C’est dans ce cadre que nous, professionnels de la
Communication, devons agir au quotidien. Après tout, la paix n’est
que le court laps de temps qui sépare deux crises. Et pour que ce
laps de temps soit le plus long possible, nous avons à disposition
de nombreux outils. J’entends par outils, les outils de gestion et
d’anticipation de la crise : les scénarios de Crise, les veilles
technologiques, les veilles de la Presse… Autant de moyens dont
nous disposons pour prévenir plutôt que guérir car savoir gérer
une crise c’est bien, mais ne pas en avoir c’est mieux.
Désormais, il existe un nouvel outil dont disposent les
entreprises pour anticiper et leur gérer la crise : les Users
Groups. Chez IBM par exemple, cette évolution prend la forme de
deux associations indépendantes de clients de La Compagnie.

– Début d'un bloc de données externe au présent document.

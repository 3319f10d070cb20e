use medical_report_service::{
    AppState, ServiceConfig, build_oracle, build_router, init_tracing, spawn_session_sweeper,
};
use tokio::net::TcpListener;
use tracing::info;

#[tokio::main]
async fn main() -> anyhow::Result<()> {
    let config = ServiceConfig::from_env()?;
    init_tracing(&config.log_format);

    // One oracle handle for the whole process; it is read-only and shared by all requests
    let oracle = build_oracle(&config)?;

    let state = AppState::new(oracle);
    spawn_session_sweeper(state.session_storage.clone(), config.session_ttl);
    let app = build_router(state);
    let listener = TcpListener::bind(format!("0.0.0.0:{}", config.port)).await?;
    let addr = listener.local_addr()?;

    info!("Medical Report Analyzer starting on {}", addr);
    info!("Browser UI: http://{}/", addr);
    info!("API description: http://{}/api", addr);
    info!("Health check endpoint: http://{}/health", addr);

    axum::serve(listener, app).await?;

    Ok(())
}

L’objectif de ces associations est de travailler en synergie avec
l’entreprise pour faire évoluer ses produits et services dans la
meilleure relation de satisfaction possible des deux parties. Dans
le cas d’IBM les Groupes d’Utilisateurs Indépendants, qui
regroupent des clients d’entreprises diverses et parfois
concurrentes, travaillent ensemble au sein de groupes de travail
touchant à des problématiques communes (ex : Sécurité, Mobilité du
Poste de Travail…). Cette collaboration avantageuse entre clients
crée une double valeur ajoutée : pour les Utilisateurs, il s’agit
d’optimiser les produits et services IBM qu’ils utilisent, mais
aussi d’influencer l’entreprise vers les pistes d’amélioration et
les besoins du futur. Et pour IBM il s’agit d’une remarquable
opportunité de savoir ce que pensent ses clients de ses solutions,
de savoir la manière dont ils s’en servent, de savoir ce qui
pourrait être amélioré et enfin de connaître leurs besoins futurs.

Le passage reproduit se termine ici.